Your answer should consist of the lines below that hold the word "reason".

(DATA IN THIS EXERCISE Opens)

//! Fixture themes.

use crate::theme::breakpoints::BreakpointTable;
use crate::theme::defaults;
use crate::theme::tokens::{Category, TokenRegistry};
use crate::theme::Theme;

/// Spacing scale of the fixture theme (no `0` token, so `0` is a literal).
pub const SCENARIO_SPACING: &[&str] = &["xs", "sm", "md", "lg", "xl"];

/// Stock breakpoints (`base`, `tablet`, `desktop`, `hd`) and stock tokens,
/// except that spacing is limited to [`SCENARIO_SPACING`].
pub fn scenario_theme() -> Theme {
    let stock = defaults::registry();
    let mut tokens =
        TokenRegistry::new().with_tokens(Category::Spacing, SCENARIO_SPACING.iter().copied());
    for category in Category::ALL
        .into_iter()
        .filter(|c| *c != Category::Spacing)
    {
        tokens.register(category, stock.tokens(category));
    }
    Theme::new(BreakpointTable::default(), tokens)
}
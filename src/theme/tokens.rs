//! Token registry: the legal token names for each style category.
//!
//! The registry is built once (from [`defaults`](crate::theme::defaults) or a
//! theme file) and is read-only afterwards. Registration is a set union, so
//! registering the same tokens twice leaves the registry unchanged.

use std::collections::{BTreeSet, HashMap};
use std::fmt;
use std::str::FromStr;

use serde::{Deserialize, Serialize};

use crate::style::literal::LiteralKind;

/// A style-property category. Every [`StyleProperty`](crate::style::property::StyleProperty)
/// belongs to exactly one.
#[derive(Debug, Clone, Copy, PartialEq, Eq, Hash, PartialOrd, Ord, Serialize, Deserialize)]
#[serde(rename_all = "kebab-case")]
pub enum Category {
    Spacing,
    Color,
    FontSize,
    FontWeight,
    LineHeight,
    BorderRadius,
    BorderWidth,
    Shadow,
    ZIndex,
    Dimension,
    Display,
    Direction,
    Align,
    Justify,
    Wrap,
    Position,
    Overflow,
    TextAlign,
}

impl Category {
    pub const ALL: [Category; 18] = [
        Category::Spacing,
        Category::Color,
        Category::FontSize,
        Category::FontWeight,
        Category::LineHeight,
        Category::BorderRadius,
        Category::BorderWidth,
        Category::Shadow,
        Category::ZIndex,
        Category::Dimension,
        Category::Display,
        Category::Direction,
        Category::Align,
        Category::Justify,
        Category::Wrap,
        Category::Position,
        Category::Overflow,
        Category::TextAlign,
    ];

    /// Kebab-case name, as used in theme files.
    pub fn as_str(self) -> &'static str {
        match self {
            Category::Spacing => "spacing",
            Category::Color => "color",
            Category::FontSize => "font-size",
            Category::FontWeight => "font-weight",
            Category::LineHeight => "line-height",
            Category::BorderRadius => "border-radius",
            Category::BorderWidth => "border-width",
            Category::Shadow => "shadow",
            Category::ZIndex => "z-index",
            Category::Dimension => "dimension",
            Category::Display => "display",
            Category::Direction => "direction",
            Category::Align => "align",
            Category::Justify => "justify",
            Category::Wrap => "wrap",
            Category::Position => "position",
            Category::Overflow => "overflow",
            Category::TextAlign => "text-align",
        }
    }

    /// The literal grammar accepted when a value is not a token, or `None` for
    /// enumerated-only categories.
    pub fn literal_kind(self) -> Option<LiteralKind> {
        match self {
            Category::Spacing
            | Category::FontSize
            | Category::BorderRadius
            | Category::BorderWidth
            | Category::Dimension => Some(LiteralKind::Length),
            Category::Color => Some(LiteralKind::Color),
            Category::LineHeight => Some(LiteralKind::Number),
            Category::FontWeight | Category::ZIndex => Some(LiteralKind::Integer),
            Category::Shadow
            | Category::Display
            | Category::Direction
            | Category::Align
            | Category::Justify
            | Category::Wrap
            | Category::Position
            | Category::Overflow
            | Category::TextAlign => None,
        }
    }

    pub fn accepts_literals(self) -> bool {
        self.literal_kind().is_some()
    }
}

impl fmt::Display for Category {
    fn fmt(&self, f: &mut fmt::Formatter<'_>) -> fmt::Result {
        f.write_str(self.as_str())
    }
}

/// Error for a category name that is not one of [`Category::ALL`].
#[derive(Debug, Clone, PartialEq, Eq, thiserror::Error)]
#[error("unknown style category: {0}")]
pub struct UnknownCategory(pub String);

impl FromStr for Category {
    type Err = UnknownCategory;

    fn from_str(s: &str) -> Result<Self, Self::Err> {
        Category::ALL
            .into_iter()
            .find(|c| c.as_str() == s)
            .ok_or_else(|| UnknownCategory(s.to_string()))
    }
}

/// Per-category sets of legal token names.
#[derive(Debug, Clone, Default, PartialEq, Eq, Serialize, Deserialize)]
#[serde(transparent)]
pub struct TokenRegistry {
    categories: HashMap<Category, BTreeSet<String>>,
}

impl TokenRegistry {
    /// An empty registry: every value classifies as a literal.
    pub fn new() -> Self {
        Self::default()
    }

    /// Add tokens to a category (builder style).
    pub fn with_tokens<I, S>(mut self, category: Category, tokens: I) -> Self
    where
        I: IntoIterator<Item = S>,
        S: Into<String>,
    {
        self.register(category, tokens);
        self
    }

    /// Add tokens to a category. Already-present tokens are left as they are.
    pub fn register<I, S>(&mut self, category: Category, tokens: I)
    where
        I: IntoIterator<Item = S>,
        S: Into<String>,
    {
        self.categories
            .entry(category)
            .or_default()
            .extend(tokens.into_iter().map(Into::into));
    }

    /// Merge another registry into this one (set union per category).
    pub fn extend(&mut self, other: TokenRegistry) {
        for (category, tokens) in other.categories {
            self.register(category, tokens);
        }
    }

    /// Returns `true` if `value` is a registered token of `category`.
    pub fn contains(&self, category: Category, value: &str) -> bool {
        self.categories
            .get(&category)
            .is_some_and(|tokens| tokens.contains(value))
    }

    /// The legal tokens of `category`, in sorted order.
    pub fn tokens(&self, category: Category) -> impl Iterator<Item = &str> {
        self.categories
            .get(&category)
            .into_iter()
            .flat_map(|tokens| tokens.iter().map(String::as_str))
    }

    /// Returns `true` if the category has at least one token registered.
    pub fn has_category(&self, category: Category) -> bool {
        self.categories.get(&category).is_some_and(|t| !t.is_empty())
    }
}
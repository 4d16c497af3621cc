//! File discovery inside an extracted bundle

use std::path::{Path, PathBuf};

use walkdir::WalkDir;

/// Icon extensions in order of preference: bitmap, vector, legacy pixmap
pub const ICON_EXTENSIONS: [&str; 3] = [".png", ".svg", ".xpm"];

/// Return the first file below `root` whose name ends with `extension`.
///
/// The walk visits entries sorted by file name, so the result is stable for
/// a given tree. A missing `root` yields `None`.
pub fn find_first_by_extension(root: &Path, extension: &str) -> Option<PathBuf> {
    WalkDir::new(root)
        .sort_by_file_name()
        .into_iter()
        .filter_map(std::result::Result::ok)
        .filter(|entry| !entry.file_type().is_dir())
        .find(|entry| {
            entry
                .file_name()
                .to_str()
                .is_some_and(|name| name.ends_with(extension))
        })
        .map(walkdir::DirEntry::into_path)
}

/// Pick an icon for the bundle.
///
/// For each extension in [`ICON_EXTENSIONS`] only the first file found is
/// considered, and it is accepted when its basename contains `hint`. This is
/// a heuristic: a tree with several PNGs may yield none even if one of them
/// matches, and an empty hint accepts the first icon of any kind.
pub fn select_icon(root: &Path, hint: &str) -> Option<PathBuf> {
    ICON_EXTENSIONS.iter().find_map(|extension| {
        find_first_by_extension(root, extension).filter(|candidate| {
            candidate
                .file_name()
                .and_then(|name| name.to_str())
                .is_some_and(|name| name.contains(hint))
        })
    })
}

#[cfg(test)]
mod tests {
    use super::*;
    use std::fs;
    use tempfile::TempDir;

    fn touch(root: &Path, relative: &str) {
        let path = root.join(relative);
        fs::create_dir_all(path.parent().unwrap()).unwrap();
        fs::write(path, relative).unwrap();
    }

    #[test]
    fn test_find_first_by_extension() {
        let temp = TempDir::new().unwrap();
        touch(temp.path(), "usr/share/applications/app.desktop");
        touch(temp.path(), "AppRun");

        let found = find_first_by_extension(temp.path(), ".desktop").unwrap();
        assert!(found.ends_with("usr/share/applications/app.desktop"));
        assert!(find_first_by_extension(temp.path(), ".png").is_none());
    }

    #[test]
    fn test_find_first_by_extension_is_deterministic() {
        let temp = TempDir::new().unwrap();
        touch(temp.path(), "b.desktop");
        touch(temp.path(), "a.desktop");
        touch(temp.path(), "c/a.desktop");

        let first = find_first_by_extension(temp.path(), ".desktop").unwrap();
        assert_eq!(first, temp.path().join("a.desktop"));
        for _ in 0..5 {
            assert_eq!(
                find_first_by_extension(temp.path(), ".desktop").unwrap(),
                first
            );
        }
    }

    #[test]
    fn test_find_first_by_extension_skips_directories() {
        let temp = TempDir::new().unwrap();
        fs::create_dir_all(temp.path().join("icons.png")).unwrap();
        touch(temp.path(), "real/icon.png");

        let found = find_first_by_extension(temp.path(), ".png").unwrap();
        assert!(found.ends_with("real/icon.png"));
    }

    #[test]
    fn test_find_first_by_extension_missing_root() {
        let temp = TempDir::new().unwrap();
        assert!(find_first_by_extension(&temp.path().join("squashfs-root"), ".desktop").is_none());
    }

    #[test]
    fn test_select_icon_prefers_bitmap() {
        let temp = TempDir::new().unwrap();
        touch(temp.path(), "foo.png");
        touch(temp.path(), "bar.svg");

        let icon = select_icon(temp.path(), "foo").unwrap();
        assert_eq!(icon, temp.path().join("foo.png"));
    }

    #[test]
    fn test_select_icon_falls_through_to_vector() {
        let temp = TempDir::new().unwrap();
        touch(temp.path(), "other.png");
        touch(temp.path(), "inkscape.svg");

        let icon = select_icon(temp.path(), "inkscape").unwrap();
        assert_eq!(icon, temp.path().join("inkscape.svg"));
    }

    #[test]
    fn test_select_icon_substring_match() {
        let temp = TempDir::new().unwrap();
        touch(temp.path(), "usr/share/icons/org.gimp.GIMP-256.png");

        assert!(select_icon(temp.path(), "org.gimp.GIMP").is_some());
        assert!(select_icon(temp.path(), "krita").is_none());
    }

    #[test]
    fn test_select_icon_only_first_candidate_per_extension() {
        let temp = TempDir::new().unwrap();
        touch(temp.path(), "a-unrelated.png");
        touch(temp.path(), "z-app.png");

        assert!(select_icon(temp.path(), "app").is_none());
    }
}
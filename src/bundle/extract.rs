//! Self-extraction of AppImage bundles

use std::path::{Path, PathBuf};
use std::process::{Command, Stdio};

use crate::error::{Result, bundle as bundle_error};

/// Argument that makes an AppImage unpack itself into the working directory
pub const EXTRACT_ARG: &str = "--appimage-extract";

/// Directory the bundle unpacks into, relative to the working directory
pub const EXTRACT_ROOT: &str = "squashfs-root";

/// Unpack `bundle` inside `scratch` and return the conventional extraction root.
///
/// The returned path is not checked for existence; lookups below it report
/// absence on their own.
pub fn extract(bundle: &Path, scratch: &Path) -> Result<PathBuf> {
    tracing::debug!(bundle = %bundle.display(), scratch = %scratch.display(), "extracting bundle");

    let output = Command::new(bundle)
        .arg(EXTRACT_ARG)
        .current_dir(scratch)
        .stdin(Stdio::null())
        .stdout(Stdio::null())
        .stderr(Stdio::piped())
        .output()
        .map_err(|e| bundle_error::extraction_failed(bundle, e.to_string()))?;

    if !output.status.success() {
        let stderr = String::from_utf8_lossy(&output.stderr);
        let reason = match stderr.trim() {
            "" => output.status.to_string(),
            detail => format!("{}: {detail}", output.status),
        };
        return Err(bundle_error::extraction_failed(bundle, reason));
    }

    Ok(scratch.join(EXTRACT_ROOT))
}
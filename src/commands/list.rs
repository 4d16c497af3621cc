//! List command implementation

use console::style;

use crate::config::Layout;
use crate::error::Result;
use crate::i18n::{Localizer, MessageKey};
use crate::operations::list_installed;
use crate::ui;

/// Run list command
pub fn run(layout: &Layout, l10n: &Localizer) -> Result<()> {
    let installed = list_installed(layout)?;

    if installed.is_empty() {
        ui::info(l10n.text(MessageKey::NoAppsInstalled));
        return Ok(());
    }

    ui::info(&l10n.format(MessageKey::InstalledHeader, &[&installed.len()]));
    let width = installed.iter().map(|(id, _)| id.len()).max().unwrap_or(0);
    for (id, entry) in &installed {
        println!(
            "  {}  {}  {}",
            style(format!("{id:<width$}")).cyan().bold(),
            entry.version,
            style(&entry.path).dim()
        );
    }

    Ok(())
}
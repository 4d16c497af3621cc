//! `--version` output: package version, target and build profile

use std::env::consts::{ARCH, OS};

/// Run version command
pub fn run() {
    print!("{}", version_text());
}

fn version_text() -> String {
    let profile = if cfg!(debug_assertions) {
        "debug"
    } else {
        "release"
    };
    format!(
        "appinstall {version}\n\
         \n\
         Build info:\n\
         \x20 Target: {OS}-{ARCH}\n\
         \x20 Profile: {profile}\n\
         \x20 MSRV: {msrv}\n",
        version = env!("CARGO_PKG_VERSION"),
        msrv = env!("CARGO_PKG_RUST_VERSION"),
    )
}
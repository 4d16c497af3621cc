//! Common file system operations with unified error handling

use std::fs;
use std::path::Path;

#[cfg(unix)]
use std::os::unix::fs::PermissionsExt;

use crate::error::{Result, fs as fs_error};

/// Execute bits for owner, group and other
const EXECUTE_BITS: u32 = 0o111;

/// Mode for generated launcher entries
pub const LAUNCHER_MODE: u32 = 0o755;

/// Add execute permission to a file, keeping every existing bit
#[cfg(unix)]
pub fn ensure_executable(path: &Path) -> Result<()> {
    let mut perms = fs::metadata(path)
        .map_err(|e| fs_error::read_failed(path, e))?
        .permissions();
    perms.set_mode(perms.mode() | EXECUTE_BITS);
    fs::set_permissions(path, perms).map_err(|e| fs_error::write_failed(path, e))
}

#[cfg(not(unix))]
pub fn ensure_executable(_path: &Path) -> Result<()> {
    Ok(())
}

/// Set the exact permission bits of a file
#[cfg(unix)]
pub fn set_mode(path: &Path, mode: u32) -> Result<()> {
    fs::set_permissions(path, fs::Permissions::from_mode(mode))
        .map_err(|e| fs_error::write_failed(path, e))
}

#[cfg(not(unix))]
pub fn set_mode(_path: &Path, _mode: u32) -> Result<()> {
    Ok(())
}

/// Copy a file, creating the destination's parent directories
///
/// Returns whether the destination existed before the copy.
pub fn copy_file(src: &Path, dst: &Path) -> Result<bool> {
    if let Some(parent) = dst.parent() {
        create_dir(parent)?;
    }
    let existed = dst.exists();
    fs::copy(src, dst).map_err(|e| fs_error::write_failed(dst, e))?;
    Ok(existed)
}

/// Write a text file, creating the parent directories
///
/// Returns whether the file existed before the write.
pub fn write_file(path: &Path, content: &str) -> Result<bool> {
    if let Some(parent) = path.parent() {
        create_dir(parent)?;
    }
    let existed = path.exists();
    fs::write(path, content).map_err(|e| fs_error::write_failed(path, e))?;
    Ok(existed)
}

pub fn create_dir(path: &Path) -> Result<()> {
    fs::create_dir_all(path).map_err(|e| fs_error::write_failed(path, e))
}
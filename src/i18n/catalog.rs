//! Message catalogues
//!
//! English is the reference language and covers every key; other languages
//! may leave keys out, in which case the English text is used.

use super::MessageKey;

pub fn english(key: MessageKey) -> &'static str {
    match key {
        MessageKey::Installing => "Installing {0}...",
        MessageKey::Extracting => "Extracting bundle...",
        MessageKey::InstallComplete => "Installation complete: {0} {1}",
        MessageKey::InvalidBundlePath => "Not a valid AppImage file: {0}",
        MessageKey::DescriptorMissing => "ERROR: no .desktop file found in {0}",
        MessageKey::IconMissing => "No icon found; the menu entry may have no icon.",
        MessageKey::RefreshFailed => "Could not refresh the desktop menu database.",
        MessageKey::SourceRemoved => "Removed source file: {0}",
        MessageKey::SourceRemoveFailed => "Could not remove source file {0}: {1}",
        MessageKey::ErrorOccurred => "An error occurred: {0}",
        MessageKey::Uninstalling => "Uninstalling {0}...",
        MessageKey::NotInstalled => "AppImage not found: {0}",
        MessageKey::ArtifactRemoved => "{0} removed: {1}",
        MessageKey::ArtifactMissing => "{0} not found: {1}",
        MessageKey::ArtifactRemoveFailed => "Could not remove {0} {1}: {2}",
        MessageKey::UninstallComplete => "Uninstall complete.",
        MessageKey::LabelBundle => "AppImage",
        MessageKey::LabelLauncher => "Desktop entry",
        MessageKey::LabelIcon => "Icon",
        MessageKey::LabelRegistryEntry => "Registry entry",
        MessageKey::NoAppsInstalled => "No applications installed.",
        MessageKey::InstalledHeader => "Installed applications ({0}):",
        MessageKey::UnknownLanguage => "Unknown language '{0}', using English.",
        MessageKey::TranslationSummary => "{0}: {1}/{2} messages translated",
        MessageKey::TranslationMissing => "  missing: {0}",
    }
}

pub fn turkish(key: MessageKey) -> Option<&'static str> {
    let text = match key {
        MessageKey::Installing => "{0} kuruluyor...",
        MessageKey::Extracting => "AppImage açılıyor...",
        MessageKey::InstallComplete => "Kurulum tamamlandı: {0} {1}",
        MessageKey::InvalidBundlePath => "Geçerli bir AppImage dosyası girilmedi: {0}",
        MessageKey::DescriptorMissing => "HATA: {0} içinde .desktop dosyası bulunamadı.",
        MessageKey::IconMissing => "İkon bulunamadı, masaüstü simgesi olmayabilir.",
        MessageKey::RefreshFailed => "Masaüstü menü veritabanı güncellenemedi.",
        MessageKey::SourceRemoved => "Kaynak dosya silindi: {0}",
        MessageKey::SourceRemoveFailed => "Kaynak dosya silinemedi {0}: {1}",
        MessageKey::ErrorOccurred => "Hata oluştu: {0}",
        MessageKey::Uninstalling => "{0} kaldırılıyor...",
        MessageKey::NotInstalled => "AppImage bulunamadı: {0}",
        MessageKey::ArtifactRemoved => "{0} silindi: {1}",
        MessageKey::ArtifactMissing => "{0} bulunamadı: {1}",
        MessageKey::ArtifactRemoveFailed => "{0} silinemedi {1}: {2}",
        MessageKey::UninstallComplete => "Kaldırma işlemi tamamlandı.",
        MessageKey::LabelBundle => "AppImage",
        MessageKey::LabelLauncher => "Masaüstü dosyası",
        MessageKey::LabelIcon => "İkon",
        MessageKey::LabelRegistryEntry => "Kayıt",
        MessageKey::NoAppsInstalled => "Kurulu uygulama yok.",
        MessageKey::InstalledHeader => "Kurulu uygulamalar ({0}):",
        MessageKey::UnknownLanguage => "Bilinmeyen dil '{0}', İngilizce kullanılıyor.",
        MessageKey::TranslationSummary | MessageKey::TranslationMissing => return None,
    };
    Some(text)
}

(DATA IN THIS EXERCISE Closes)

→ WRITTEN REPLY:
        let reason = match stderr.trim() {
        return Err(bundle_error::extraction_failed(bundle, reason));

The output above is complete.